Mineral salts such as calcium and magnesium can contribute to water hardness and scaling.
Sodium and chloride are the primary contributors to salinity in water, potentially affecting irrigation use, let alone potability.
With much of the country in, or approaching drought, methods of bore water remediation are once again the popular topic at country barbecues.
Saltfree, owner operator, Brian Schulz, said he and his wife Carolyn have been manufacturing and installing reverse osmosis desalination units across mainland Australia for about ten years.
“Our smallest units are designed to produce up to 15,000 litres a day of potable water,” he said.
“We also build units capable of up to half a million litres for commercial operations.”
Mr Schulz said a core motivation in their business was helping people.
“It makes a big impact on peoples lives when you can supply them with decent water,” he said.
“They really do have options available now, it’s not like farming in the 1960s.”
It makes a big impact on people's lives when you can supply them with decent waterBrian Schulz
Mr Schulz said reverse osmosis was a simple process.
“You pass water under very high pressure, through very fine filters, known as membranes,” he said.
“The membranes effectively keep the mineral content on one side of the fabric.

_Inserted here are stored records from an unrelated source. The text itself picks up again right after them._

//! Security storage traits.

use async_trait::async_trait;

use super::model::{NewSecurity, Security};
use crate::errors::Result;

/// Storage interface for securities.
///
/// Mutations are async (they go through the writer); lookups are sync.
#[async_trait]
pub trait SecurityStore: Send + Sync {
    /// Insert or fully replace the security with the same symbol.
    async fn upsert_security(&self, security: NewSecurity) -> Result<Security>;

    /// Remove a security and all of its price points.
    ///
    /// Returns false when no such security existed.
    async fn delete_security(&self, symbol: &str) -> Result<bool>;

    fn find_security(&self, symbol: &str) -> Result<Option<Security>>;

    /// All securities ordered by symbol.
    fn list_securities(&self) -> Result<Vec<Security>>;

    /// All stored symbols ordered alphabetically.
    fn list_symbols(&self) -> Result<Vec<String>>;
}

“While the fresh potable water is extracted through an internal membrane which has pores that act as a pipe.
“The mineral content won’t pass through the internal membranes.”

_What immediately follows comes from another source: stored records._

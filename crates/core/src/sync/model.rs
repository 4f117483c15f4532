//! Update outcomes and batch reports.

use std::fmt;
use std::time::Duration;

use chrono::{DateTime, NaiveDate, Utc};
use rust_decimal::Decimal;
use serde::Serialize;
use thiserror::Error;

use pricesync_market_data::QuoteSnapshot;

use super::symbol::ResolvedSymbol;
use crate::securities::Security;

/// Provider call an update was waiting on.
#[derive(Debug, Clone, Copy, PartialEq, Eq, Serialize)]
#[serde(rename_all = "camelCase")]
pub enum UpdateStep {
    Quote,
    Historical,
}

impl fmt::Display for UpdateStep {
    fn fmt(&self, f: &mut fmt::Formatter<'_>) -> fmt::Result {
        match self {
            UpdateStep::Quote => f.write_str("quote fetch"),
            UpdateStep::Historical => f.write_str("historical fetch"),
        }
    }
}

/// Record a write was aimed at.
#[derive(Debug, Clone, Copy, PartialEq, Eq, Serialize)]
#[serde(rename_all = "camelCase")]
pub enum PersistTarget {
    Security,
    PricePoint(NaiveDate),
}

impl fmt::Display for PersistTarget {
    fn fmt(&self, f: &mut fmt::Formatter<'_>) -> fmt::Result {
        match self {
            PersistTarget::Security => f.write_str("security"),
            PersistTarget::PricePoint(date) => write!(f, "price point {}", date),
        }
    }
}

/// Why one symbol's update failed or degraded.
///
/// Fatal variants end the update; the others are attached to a successful
/// update as warnings.
#[derive(Error, Debug, Clone, PartialEq, Serialize)]
#[serde(tag = "kind", rename_all = "camelCase")]
pub enum UpdateError {
    #[error("Quote fetch failed for {symbol}: {message}")]
    QuoteFetchFailed { symbol: String, message: String },

    #[error("Historical fetch failed for {symbol}: {message}")]
    HistoricalFetchFailed { symbol: String, message: String },

    #[error("{step} for {symbol} timed out after {after_ms} ms")]
    #[serde(rename_all = "camelCase")]
    Timeout {
        symbol: String,
        step: UpdateStep,
        after_ms: u64,
    },

    #[error("Failed to persist {target} for {symbol}: {message}")]
    PersistenceFailed {
        symbol: String,
        target: PersistTarget,
        message: String,
    },

    /// The update task panicked or was cancelled.
    #[error("Update task for {symbol} aborted: {message}")]
    Aborted { symbol: String, message: String },
}

impl UpdateError {
    pub fn timeout(symbol: &str, step: UpdateStep, after: Duration) -> Self {
        UpdateError::Timeout {
            symbol: symbol.to_string(),
            step,
            after_ms: u64::try_from(after.as_millis()).unwrap_or(u64::MAX),
        }
    }

    /// Whether this error ends the update for its symbol.
    pub fn is_fatal(&self) -> bool {
        match self {
            UpdateError::QuoteFetchFailed { .. } | UpdateError::Aborted { .. } => true,
            UpdateError::HistoricalFetchFailed { .. } => false,
            UpdateError::Timeout { step, .. } => *step == UpdateStep::Quote,
            UpdateError::PersistenceFailed { target, .. } => *target == PersistTarget::Security,
        }
    }
}

/// What a successful update returns: the persisted security fields plus the
/// live price figures from the quote.
#[derive(Debug, Clone, PartialEq, Serialize)]
#[serde(rename_all = "camelCase")]
pub struct SymbolSnapshot {
    pub symbol: String,
    pub provider_symbol: String,
    pub name: String,
    pub sector: Option<String>,
    pub industry: Option<String>,
    pub market_cap: Option<Decimal>,
    pub currency: String,
    pub exchange: String,
    pub price: Decimal,
    pub previous_close: Option<Decimal>,
    pub change: Decimal,
    pub change_percent: Decimal,
    pub volume: Option<u64>,
    pub day_high: Option<Decimal>,
    pub day_low: Option<Decimal>,
    pub fifty_two_week_high: Option<Decimal>,
    pub fifty_two_week_low: Option<Decimal>,
    pub as_of: DateTime<Utc>,
}

impl SymbolSnapshot {
    pub fn new(
        security: &Security,
        symbol: &ResolvedSymbol,
        quote: &QuoteSnapshot,
        as_of: DateTime<Utc>,
    ) -> Self {
        let price = quote.regular_market_price;
        let (change, change_percent) = price_change(price, quote.regular_market_previous_close);

        Self {
            symbol: security.symbol.clone(),
            provider_symbol: symbol.provider.clone(),
            name: security.name.clone(),
            sector: security.sector.clone(),
            industry: security.industry.clone(),
            market_cap: security.market_cap,
            currency: security.currency.clone(),
            exchange: security.exchange.clone(),
            price,
            previous_close: quote.regular_market_previous_close,
            change,
            change_percent,
            volume: quote.regular_market_volume,
            day_high: quote.regular_market_day_high,
            day_low: quote.regular_market_day_low,
            fifty_two_week_high: quote.fifty_two_week_high,
            fifty_two_week_low: quote.fifty_two_week_low,
            as_of,
        }
    }
}

/// Absolute and percentage change against the previous close.
///
/// Both are zero when there is no usable previous close.
pub fn price_change(price: Decimal, previous_close: Option<Decimal>) -> (Decimal, Decimal) {
    match previous_close {
        Some(prev) if !prev.is_zero() => {
            let change = price - prev;
            let percent = (change / prev * Decimal::ONE_HUNDRED).round_dp(4);
            (change, percent)
        }
        _ => (Decimal::ZERO, Decimal::ZERO),
    }
}

/// A completed update.
#[derive(Debug, Clone, PartialEq, Serialize)]
#[serde(rename_all = "camelCase")]
pub struct SymbolUpdate {
    pub snapshot: SymbolSnapshot,
    /// Price points upserted by this update.
    pub points_written: usize,
    /// Non-fatal problems hit along the way.
    pub warnings: Vec<UpdateError>,
    /// True when served from the response cache without provider calls.
    pub from_cache: bool,
}

/// Outcome for one requested symbol.
#[derive(Debug, Clone, PartialEq)]
pub struct SymbolUpdateResult {
    /// Symbol as the caller supplied it.
    pub symbol: String,
    pub outcome: std::result::Result<SymbolUpdate, UpdateError>,
}

impl SymbolUpdateResult {
    pub fn succeeded(symbol: impl Into<String>, update: SymbolUpdate) -> Self {
        Self {
            symbol: symbol.into(),
            outcome: Ok(update),
        }
    }

    pub fn failed(symbol: impl Into<String>, error: UpdateError) -> Self {
        Self {
            symbol: symbol.into(),
            outcome: Err(error),
        }
    }

    pub fn is_success(&self) -> bool {
        self.outcome.is_ok()
    }

    pub fn error(&self) -> Option<&UpdateError> {
        self.outcome.as_ref().err()
    }
}

/// Aggregate outcome of a batch, in input order.
///
/// `succeeded` and `failed` partition the requested symbols.
#[derive(Debug, Clone, Default, PartialEq)]
pub struct BatchReport {
    pub total: usize,
    pub succeeded: Vec<String>,
    pub failed: Vec<String>,
    pub results: Vec<SymbolUpdateResult>,
}

impl BatchReport {
    pub fn from_results(results: Vec<SymbolUpdateResult>) -> Self {
        let mut report = Self::default();
        for result in results {
            report.push(result);
        }
        report
    }

    pub fn push(&mut self, result: SymbolUpdateResult) {
        self.total += 1;
        if result.is_success() {
            self.succeeded.push(result.symbol.clone());
        } else {
            self.failed.push(result.symbol.clone());
        }
        self.results.push(result);
    }

    /// Append another report, keeping order.
    pub fn merge(&mut self, other: BatchReport) {
        for result in other.results {
            self.push(result);
        }
    }

    pub fn is_success(&self) -> bool {
        self.failed.is_empty()
    }

    /// Share of symbols updated, as a percentage. 100 for an empty batch.
    pub fn success_rate(&self) -> f64 {
        if self.total == 0 {
            return 100.0;
        }
        self.succeeded.len() as f64 / self.total as f64 * 100.0
    }

    pub fn summary(&self) -> String {
        format!(
            "Updated {} of {} symbols ({} failed)",
            self.succeeded.len(),
            self.total,
            self.failed.len()
        )
    }
}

Mr Schulz said there was a range of mineral salts that could be present in bore water, affecting quality and potability.
“The yield of fresh water would depend on the mineral content,” he said.
“Brackish water is classed from about zero to 10,000 parts per million (ppm) total soluble salts.
“Most potable drinking water is around 100 ppm and seawater is about 32,000 ppm.”
Mr Schulz said another consideration when costing a unit was power usage but solar is an option.